As a member of the faculty at the Academy of Art University’s School of Architecture, I’ve taught first-year design studios (both first and second semester) in the BArchprogram, as well as a design communication course that introduces digital modeling, rendering, and presentation skills, with emphasis on procedural thinking and fidelity of expression over realism. I’ve also taught a Pre-College summer program introducing students to architecture as a field of study through an art-focused approach, using the classic pedagogical sequence of painting analysis to model translation to cube project.
I was previously a Board Member and Director of Research and Design for the nonprofit, youth-oriented community gardening organization Trenton Grows. In the spring of 2018, we established a “Garden Club” for first- through fifth-grade students at an underperforming K-through-8 school in Trenton, New Jersey. We held twice-weekly meetings with about 25 to 30 student volunteers between the ages of six and 12, with the intended goal to facilitate educational experiences in gardening, nutrition, and fitness. With the help of the students, we collaboratively designed, built, and operated a small, temporary educational garden on the school’s grounds using mostly recycled materials and a budget of approximately $1,000. Through this hands-on process, we introduced the students to every phase of the organic gardening process, from seed to harvest.
In 2017, I received a post-professional Master of Science in Architecture Studies (SMArchS) degree from the Massachusetts Institute of Technology (MIT) Department of Architecture under a Graduate Fellowship, with a concentration in Architectural Design. My graduate thesis, entitled Post-Mordial: Esoteric Embodiment, embraced the emergent technological paradigm of personal genetic sequencing and leveraged parametric design and digital fabrication techniques, to produce unique proto-architectural design artifacts that blur the boundary between human and environ. View the project documentation in full here.
While at MIT, I received the Kaufman Teaching Certificate from the Teaching and Learning Laboratory.
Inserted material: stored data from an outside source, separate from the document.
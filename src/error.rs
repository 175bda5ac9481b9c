//! Gateway-level error types shared by the store, transport, and credential lifecycle.
//!
//! Every error is cheap to clone so a single failed refresh can be handed to each caller that
//! was waiting on it.

// self
use crate::_prelude::*;

/// Gateway-wide result type alias returning [`Error`] by default.
pub type Result<T, E = Error> = std::result::Result<T, E>;

type SharedError = Arc<dyn StdError + Send + Sync>;

/// Canonical gateway error exposed by public APIs.
#[derive(Clone, Debug, ThisError)]
pub enum Error {
	/// Local configuration problem.
	#[error(transparent)]
	Config(#[from] ConfigError),
	/// Challenge or token exchange did not succeed.
	#[error(transparent)]
	UpstreamAuth(#[from] UpstreamAuthError),
	/// Network failure that persisted after every retry.
	#[error(transparent)]
	Transient(#[from] TransientError),
	/// Upstream answered with a body that does not match the expected shape.
	#[error(transparent)]
	MalformedResponse(#[from] MalformedResponseError),
	/// Non-transient transport failure (request construction, per-call timeout).
	#[error(transparent)]
	Transport(#[from] TransportError),
}
impl Error {
	/// Returns `true` when the caller should re-authenticate (fix credentials or configuration)
	/// rather than simply retrying later.
	pub fn is_auth_failure(&self) -> bool {
		match self {
			Self::UpstreamAuth(err) => !err.is_retryable(),
			Self::Config(ConfigError::MissingTechnicalToken) => true,
			_ => false,
		}
	}

	/// Returns `true` when retrying the same operation later may succeed.
	pub fn is_retryable(&self) -> bool {
		match self {
			Self::UpstreamAuth(err) => err.is_retryable(),
			Self::Transient(_) => true,
			Self::Transport(err) => matches!(err, TransportError::Timeout { .. }),
			_ => false,
		}
	}
}

/// Step of the challenge/token exchange that failed.
#[derive(Clone, Copy, Debug, PartialEq, Eq, Hash, Serialize, Deserialize)]
#[serde(rename_all = "snake_case")]
pub enum AuthStage {
	/// `POST auth/challenge`.
	Challenge,
	/// `POST auth/token`.
	Token,
	/// Either call exceeded its per-call timeout.
	Timeout,
}
impl AuthStage {
	/// Returns a stable label suitable for log fields and error messages.
	pub const fn as_str(self) -> &'static str {
		match self {
			AuthStage::Challenge => "challenge",
			AuthStage::Token => "token",
			AuthStage::Timeout => "timeout",
		}
	}
}
impl Display for AuthStage {
	fn fmt(&self, f: &mut Formatter) -> FmtResult {
		f.write_str(self.as_str())
	}
}

/// Challenge or token exchange returned a non-success status, or timed out.
#[derive(Clone, Debug, PartialEq, Eq, ThisError)]
#[error("Upstream {stage} step failed ({}): {body}.", status_label(.status))]
pub struct UpstreamAuthError {
	/// Step that failed.
	pub stage: AuthStage,
	/// HTTP status returned by upstream, absent for timeouts.
	pub status: Option<u16>,
	/// Raw response body, or a description of the timeout.
	pub body: String,
}
impl UpstreamAuthError {
	/// Builds an error for a non-success response at `stage`.
	pub fn rejected(stage: AuthStage, status: u16, body: impl Into<String>) -> Self {
		Self { stage, status: Some(status), body: body.into() }
	}

	/// Builds an error for an exchange step that exceeded its timeout.
	pub fn timed_out(step: AuthStage, timeout: StdDuration) -> Self {
		Self {
			stage: AuthStage::Timeout,
			status: None,
			body: format!("{step} call did not complete within {timeout:?}"),
		}
	}

	/// Rate limiting, server errors, and timeouts are worth retrying later.
	pub fn is_retryable(&self) -> bool {
		match self.status {
			None => matches!(self.stage, AuthStage::Timeout),
			Some(status) => status == 429 || status >= 500,
		}
	}
}

fn status_label(status: &Option<u16>) -> String {
	match status {
		Some(code) => format!("HTTP {code}"),
		None => "no response".into(),
	}
}

/// Configuration and validation failures raised by the gateway.
#[derive(Clone, Debug, ThisError)]
pub enum ConfigError {
	/// HTTP client could not be constructed.
	#[error("HTTP client could not be constructed.")]
	HttpClientBuild {
		/// Underlying transport builder failure.
		#[source]
		source: SharedError,
	},
	/// Upstream base URL cannot be parsed or uses an unsupported scheme.
	#[error("Base URL `{value}` is invalid: {reason}.")]
	InvalidBaseUrl {
		/// Offending value.
		value: String,
		/// Why the value was rejected.
		reason: String,
	},
	/// Business path cannot be joined onto the API root.
	#[error("Path `{path}` cannot be joined onto the API root: {reason}.")]
	InvalidPath {
		/// Offending path.
		path: String,
		/// Why the path was rejected.
		reason: String,
	},
	/// Dynamic authentication requires a technical secret.
	#[error("A technical token is required to exchange challenges for access tokens.")]
	MissingTechnicalToken,
	/// A configuration value is out of range.
	#[error("Configuration field `{field}` is invalid: {reason}.")]
	InvalidField {
		/// Field name as it appears in the configuration file.
		field: &'static str,
		/// Why the value was rejected.
		reason: String,
	},
	/// Configuration file could not be read.
	#[error("Configuration file `{path}` could not be read.")]
	Read {
		/// File that was being read.
		path: String,
		/// Underlying I/O failure.
		#[source]
		source: Arc<std::io::Error>,
	},
	/// Configuration file is not valid TOML for [`crate::config::GatewayConfig`].
	#[error("Configuration could not be parsed.")]
	Parse {
		/// Underlying TOML failure.
		#[source]
		source: Arc<toml::de::Error>,
	},
}
impl ConfigError {
	/// Wraps a transport's builder failure inside [`ConfigError`].
	pub fn http_client_build(src: impl 'static + Send + Sync + StdError) -> Self {
		Self::HttpClientBuild { source: Arc::new(src) }
	}
}
#[cfg(feature = "reqwest")]
impl From<ReqwestError> for ConfigError {
	fn from(e: ReqwestError) -> Self {
		Self::http_client_build(e)
	}
}
impl From<toml::de::Error> for ConfigError {
	fn from(e: toml::de::Error) -> Self {
		Self::Parse { source: Arc::new(e) }
	}
}

/// Failures that were retried and kept happening.
#[derive(Clone, Debug, ThisError)]
pub enum TransientError {
	/// Every attempt failed at the network level.
	#[error("Upstream call failed after {attempts} attempts.")]
	RetriesExhausted {
		/// Number of attempts made, including the first one.
		attempts: u32,
		/// Failure reported by the final attempt.
		#[source]
		source: TransportError,
	},
}

/// Upstream body could not be interpreted.
#[derive(Clone, Debug, ThisError)]
pub enum MalformedResponseError {
	/// Body is not JSON of the expected shape.
	#[error("Upstream {stage} response is not valid JSON at `{path}`.")]
	Json {
		/// Step whose response failed to parse.
		stage: AuthStage,
		/// JSON path where parsing stopped.
		path: String,
		/// Structured parsing failure.
		#[source]
		source: Arc<serde_json::Error>,
	},
	/// A required field is present but empty or unusable.
	#[error("Upstream {stage} response has an unusable `{field}` field.")]
	InvalidField {
		/// Step whose response was rejected.
		stage: AuthStage,
		/// Wire name of the field.
		field: &'static str,
	},
}

/// Transport-level failures (network, request construction, timeouts).
#[derive(Clone, Debug, ThisError)]
pub enum TransportError {
	/// Underlying HTTP client reported a network failure.
	#[error("Network error occurred while calling the upstream API.")]
	Network {
		/// Transport-specific network error.
		#[source]
		source: SharedError,
	},
	/// Request could not be constructed or handed to the HTTP client.
	#[error("Request to the upstream API could not be built.")]
	Request {
		/// Underlying construction failure.
		#[source]
		source: SharedError,
	},
	/// Upstream did not answer within the per-call timeout.
	#[error("Upstream API did not respond within {timeout:?}.")]
	Timeout {
		/// Configured per-call timeout.
		timeout: StdDuration,
	},
}
impl TransportError {
	/// Wraps a transport-specific network error.
	pub fn network(src: impl 'static + Send + Sync + StdError) -> Self {
		Self::Network { source: Arc::new(src) }
	}

	/// Wraps a request construction error.
	pub fn request(src: impl 'static + Send + Sync + StdError) -> Self {
		Self::Request { source: Arc::new(src) }
	}

	/// Network failures are retried; construction errors and timeouts are not.
	pub fn is_transient(&self) -> bool {
		matches!(self, Self::Network { .. })
	}
}
#[cfg(feature = "reqwest")]
impl From<ReqwestError> for TransportError {
	fn from(e: ReqwestError) -> Self {
		if e.is_builder() { Self::request(e) } else { Self::network(e) }
	}
}
impl From<::http::Error> for TransportError {
	fn from(e: ::http::Error) -> Self {
		Self::request(e)
	}
}
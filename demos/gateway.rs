//! Demonstrates the gateway against a mocked upstream: one challenge + token exchange, then
//! authenticated business calls that reuse the cached access token.

// crates.io
use color_eyre::Result;
use httpmock::prelude::*;
// self
use ksef_gateway::{
	_preludet,
	config::GatewayConfig,
	gateway::{Gateway, ReqwestGateway},
};

#[tokio::main]
async fn main() -> Result<()> {
	color_eyre::install()?;

	let server = MockServer::start_async().await;
	let challenge_mock = server
		.mock_async(|when, then| {
			when.method(POST).path("/api/v2/auth/challenge");
			then.status(200).header("content-type", "application/json").body(
				"{\"challenge\":\"20250101-CR-DEMO\",\"timestamp\":\"2025-01-01T00:00:00Z\"}",
			);
		})
		.await;
	let token_mock = server
		.mock_async(|when, then| {
			when.method(POST).path("/api/v2/auth/token");
			then.status(200).header("content-type", "application/json").body(
				"{\"accessToken\":\"demo-access\",\"expiresAt\":\"2030-01-01T00:00:00Z\"}",
			);
		})
		.await;
	let invoices_mock = server
		.mock_async(|when, then| {
			when.method(GET)
				.path("/api/v2/invoices/query")
				.header("authorization", "Bearer demo-access");
			then.status(200).header("content-type", "application/json").body("{\"invoices\":[]}");
		})
		.await;
	let config = GatewayConfig::from_toml_str(&format!(
		"base_url = \"{}\"\ntechnical_token = \"demo-technical-token\"\n",
		server.base_url()
	))?;
	// The mock server terminates TLS with a self-signed certificate.
	let http_client = _preludet::test_reqwest_http_client();
	let gateway: ReqwestGateway = Gateway::with_http_client(&config, http_client)?;

	for _ in 0..3 {
		let response = gateway.get("invoices/query").await?;
		let body = String::from_utf8_lossy(response.body());

		println!("Upstream answered {} with {body}.", response.status());
	}

	println!("Cached token valid: {}.", gateway.is_token_valid());

	challenge_mock.assert_async().await;
	token_mock.assert_async().await;
	invoices_mock.assert_calls_async(3).await;

	Ok(())
}
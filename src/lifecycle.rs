//! Access-token lifecycle: cache check, challenge + token exchange, single-flight refresh.
//!
//! [`CredentialManager::ensure_token`] answers from the [`CredentialStore`] whenever the cached
//! token is outside its safety margin. Otherwise the caller takes the refresh guard, re-checks
//! the store (another caller may have refreshed while it waited), and only then calls
//! `auth/challenge` followed by `auth/token`. Callers that queued behind a failed refresh get a
//! clone of that failure instead of starting a second exchange, so at most one exchange is ever
//! in flight and a hung upstream is reported once to everyone waiting on it.

mod metrics;

pub use metrics::RefreshMetrics;

// std
use std::sync::atomic::{AtomicU64, Ordering};
// self
use crate::{
	_prelude::*,
	auth::TokenSecret,
	error::{AuthStage, ConfigError, MalformedResponseError, TransportError, UpstreamAuthError},
	http::{self, HttpResponse, HttpTransport},
	obs::{self, FlowKind, FlowOutcome, FlowSpan},
	retry::ResilientTransport,
	store::CredentialStore,
	upstream::{self, ApiRoot, ChallengeResponse, TokenRequest, TokenResponse},
};

/// Raw result of a diagnostic login (see [`CredentialManager::login`]).
#[derive(Clone, Debug, PartialEq, Eq)]
pub struct LoginOutcome {
	/// Status returned by `auth/token`.
	pub status: u16,
	/// Body returned by `auth/token`, verbatim.
	pub body: String,
}

/// Orchestrates token acquisition against one upstream API root.
pub struct CredentialManager<C>
where
	C: ?Sized + HttpTransport,
{
	transport: ResilientTransport<C>,
	store: Arc<CredentialStore>,
	api: ApiRoot,
	technical_token: Option<TokenSecret>,
	expiry_fallback: Duration,
	/// Shared counters for token acquisition outcomes.
	pub refresh_metrics: Arc<RefreshMetrics>,
	gate: Arc<RefreshGate>,
}
impl<C> CredentialManager<C>
where
	C: ?Sized + HttpTransport,
{
	/// Expiry assumed when the token response carries no usable `expiresAt`.
	pub const DEFAULT_EXPIRY_FALLBACK: Duration = Duration::minutes(30);

	/// Creates a manager writing into `store` and calling the endpoints under `api`.
	pub fn new(
		transport: ResilientTransport<C>,
		store: Arc<CredentialStore>,
		api: ApiRoot,
	) -> Self {
		Self {
			transport,
			store,
			api,
			technical_token: None,
			expiry_fallback: Self::DEFAULT_EXPIRY_FALLBACK,
			refresh_metrics: Default::default(),
			gate: Default::default(),
		}
	}

	/// Sets the technical secret exchanged for access tokens; blank values clear it.
	pub fn with_technical_token(mut self, token: impl Into<TokenSecret>) -> Self {
		let token = token.into();

		self.technical_token = if token.is_blank() { None } else { Some(token) };

		self
	}

	/// Overrides the expiry assumed for responses without a usable `expiresAt`.
	pub fn with_expiry_fallback(mut self, ttl: Duration) -> Self {
		self.expiry_fallback = ttl;

		self
	}

	/// Store the manager writes into.
	pub fn store(&self) -> &Arc<CredentialStore> {
		&self.store
	}

	/// Resolved upstream URLs.
	pub fn api(&self) -> &ApiRoot {
		&self.api
	}

	/// Transport used for the challenge and token calls.
	pub fn transport(&self) -> &ResilientTransport<C> {
		&self.transport
	}

	/// Returns `true` if the cached token is currently valid.
	pub fn is_token_valid(&self) -> bool {
		self.store.is_valid()
	}

	/// Returns the cached token, valid or not.
	pub fn current_token(&self) -> Option<TokenSecret> {
		self.store.get()
	}

	/// Returns a valid access token, refreshing it first if needed.
	pub async fn ensure_token(&self) -> Result<TokenSecret> {
		const KIND: FlowKind = FlowKind::EnsureToken;

		if let Some(token) = self.store.valid_token() {
			self.refresh_metrics.record_cache_hit();

			return Ok(token);
		}

		let span = FlowSpan::new(KIND, "ensure_token");

		obs::record_flow_outcome(KIND, FlowOutcome::Attempt);

		let result = span
			.instrument(async move {
				let observed = self.gate.generation();
				let _singleflight = self.gate.guard.lock().await;

				if let Some(token) = self.store.valid_token() {
					self.refresh_metrics.record_cache_hit();

					return Ok(token);
				}
				if let Some(err) = self.gate.failure_since(observed) {
					return Err(err);
				}

				obs::record_refresh_started(self.store.status());
				self.refresh_metrics.record_attempt();

				let outcome = self.refresh().await;

				match &outcome {
					Ok(_) => self.refresh_metrics.record_success(),
					Err(_) => self.refresh_metrics.record_failure(),
				}

				self.gate.complete(outcome.as_ref().err().cloned());

				outcome
			})
			.await;

		match &result {
			Ok(_) => obs::record_flow_outcome(KIND, FlowOutcome::Success),
			Err(_) => obs::record_flow_outcome(KIND, FlowOutcome::Failure),
		}

		result
	}

	/// Runs a challenge + exchange and reports the raw token response without caching it.
	///
	/// The call still waits for (and blocks) any in-flight refresh so upstream never sees two
	/// exchanges at once.
	pub async fn login(&self) -> Result<LoginOutcome> {
		const KIND: FlowKind = FlowKind::Login;

		let span = FlowSpan::new(KIND, "login");

		obs::record_flow_outcome(KIND, FlowOutcome::Attempt);

		let result = span
			.instrument(async move {
				let secret = self.technical_token()?;
				let _singleflight = self.gate.guard.lock().await;
				let challenge = self.request_challenge().await?;
				let response = self.request_token(&challenge, secret).await?;

				Ok(LoginOutcome {
					status: response.status().as_u16(),
					body: http::body_text(&response),
				})
			})
			.await;

		match &result {
			Ok(_) => obs::record_flow_outcome(KIND, FlowOutcome::Success),
			Err(_) => obs::record_flow_outcome(KIND, FlowOutcome::Failure),
		}

		result
	}

	async fn refresh(&self) -> Result<TokenSecret> {
		let secret = self.technical_token()?;
		let challenge = self.request_challenge().await?;
		let response = self.request_token(&challenge, secret).await?;

		ensure_success(AuthStage::Token, &response)?;

		let credential = upstream::parse_json::<TokenResponse>(AuthStage::Token, response.body())?
			.into_credential(OffsetDateTime::now_utc(), self.expiry_fallback)?;
		let token = credential.token.clone();

		obs::record_refreshed(credential.expires_at);
		self.store.save_credential(credential);

		Ok(token)
	}

	async fn request_challenge(&self) -> Result<ChallengeResponse> {
		let request = http::json_post(self.api.challenge_url(), b"{}".to_vec())?;
		let response = self.call(AuthStage::Challenge, request).await?;

		ensure_success(AuthStage::Challenge, &response)?;

		let challenge =
			upstream::parse_json::<ChallengeResponse>(AuthStage::Challenge, response.body())?;

		if challenge.challenge.trim().is_empty() {
			return Err(MalformedResponseError::InvalidField {
				stage: AuthStage::Challenge,
				field: "challenge",
			}
			.into());
		}

		Ok(challenge)
	}

	/// Sends the exchange request; the caller decides how to treat a non-success status.
	async fn request_token(
		&self,
		challenge: &ChallengeResponse,
		secret: &TokenSecret,
	) -> Result<HttpResponse> {
		let body = serde_json::to_vec(&TokenRequest::new(challenge, secret))
			.map_err(TransportError::request)?;
		let request = http::json_post(self.api.token_url(), body)?;

		self.call(AuthStage::Token, request).await
	}

	async fn call(&self, stage: AuthStage, request: http::HttpRequest) -> Result<HttpResponse> {
		self.transport.execute(request).await.map_err(|err| match err {
			Error::Transport(TransportError::Timeout { timeout }) =>
				UpstreamAuthError::timed_out(stage, timeout).into(),
			other => other,
		})
	}

	fn technical_token(&self) -> Result<&TokenSecret> {
		self.technical_token.as_ref().ok_or_else(|| ConfigError::MissingTechnicalToken.into())
	}
}
impl<C> Clone for CredentialManager<C>
where
	C: ?Sized + HttpTransport,
{
	fn clone(&self) -> Self {
		Self {
			transport: self.transport.clone(),
			store: self.store.clone(),
			api: self.api.clone(),
			technical_token: self.technical_token.clone(),
			expiry_fallback: self.expiry_fallback,
			refresh_metrics: self.refresh_metrics.clone(),
			gate: self.gate.clone(),
		}
	}
}
impl<C> Debug for CredentialManager<C>
where
	C: ?Sized + HttpTransport,
{
	fn fmt(&self, f: &mut Formatter) -> FmtResult {
		f.debug_struct("CredentialManager")
			.field("api", &self.api.root().as_str())
			.field("technical_token_set", &self.technical_token.is_some())
			.field("expiry_fallback", &self.expiry_fallback)
			.field("transport", &self.transport)
			.finish()
	}
}

/// Serializes refreshes and remembers the last failure so queued callers can share it.
struct RefreshGate {
	guard: AsyncMutex<()>,
	generation: AtomicU64,
	last_failure: Mutex<Option<(u64, Error)>>,
}
impl RefreshGate {
	fn generation(&self) -> u64 {
		self.generation.load(Ordering::Acquire)
	}

	/// Failure of a refresh that finished after `observed` was read, if any.
	fn failure_since(&self, observed: u64) -> Option<Error> {
		match &*self.last_failure.lock() {
			Some((generation, err)) if *generation > observed => Some(err.clone()),
			_ => None,
		}
	}

	/// Must be called while holding `guard`.
	fn complete(&self, failure: Option<Error>) {
		let generation = self.generation.fetch_add(1, Ordering::AcqRel) + 1;

		*self.last_failure.lock() = failure.map(|err| (generation, err));
	}
}
impl Default for RefreshGate {
	fn default() -> Self {
		Self {
			guard: AsyncMutex::new(()),
			generation: AtomicU64::new(0),
			last_failure: Mutex::new(None),
		}
	}
}

fn ensure_success(stage: AuthStage, response: &HttpResponse) -> Result<()> {
	let status = response.status();

	if status.is_success() {
		Ok(())
	} else {
		Err(UpstreamAuthError::rejected(stage, status.as_u16(), http::body_text(response)).into())
	}
}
For undergraduate study, I attended Syracuse University under the School of Architecture Scholarship, and attained a professional Bachelor of Architecture (BArch) degree with dual majors in Architecture and the History of Architecture, and a focus on mid-century visionary, utopian, and paper architecture. Upon graduation, I was a recipient of the 2013 James Britton Memorial Award for Outstanding Thesis for Isotopia: Architectural Visions from a Posthuman Future. This project was shown in the 2013 AIANY Architecture School Exhibition at the Center for Architecture. View the project documentation in full here.
My undergraduate and graduate theses form a fertile foundation for my current work. My research is focused on novel means of anthropomorphic form-making, fabrication, and materiality, using fundamentally human tools, methods, and sources to explore, subvert, or dissolve the Enlightenment-era bifurcation between human and environment. My particular areas of interest include: universalist transhumanism and posthumanism, speculative architecture and urbanism, agricultural and food-related architecture, working class housing, exhibition and installation design, concrete construction, parametric design, digital fabrication, and handcraft.
Beginning in 2004, I’ve had professional experience in the fields of urbanism, design, architecture, and construction. This includes a term as an Architectural Research Fellowwith the nonprofit urban think tank Terreform ONE, researching, designing, and fabricating exhibition models and materials for the NYC Post Carbon City State project. With Woolley Morris Architects, I worked directly with the firm’s Design Principal on numerous projects of varying types, including a golf resort master plan in Kunming, China, the NYS Office of Cultural Education’s Collections Processing and Storage Facility in Albany, and the St. John’s Hospital neighborhood rehabilitation effort in Syracuse. With the concrete contractor Pacific Structures, I worked as an intern on the construction of a thirty-acre, 1,750-unit mixed-use residential development in San Jose.
I’ve been involved professionally in a diverse range of projects, across a wide range design disciplines and scales, from less than one square inch (1 in2) to more than one million square feet (1,000,000 ft2): memorial artifacts, jewelry, everyday items, products, exhibitions and installations, gardens, housing (single-family, multi-family, and condominiums), senior living and assisted living facilities, dormitories, schools and state facilities, cultural spaces, cafés, auto dealerships, retail strips, master plans (residential, commercial, and academic), speculative urbanism, etc. I’ve participated in all phases of the architectural design process — from pre-concept through construction administration and closeout — on tens of millions of dollars of projects.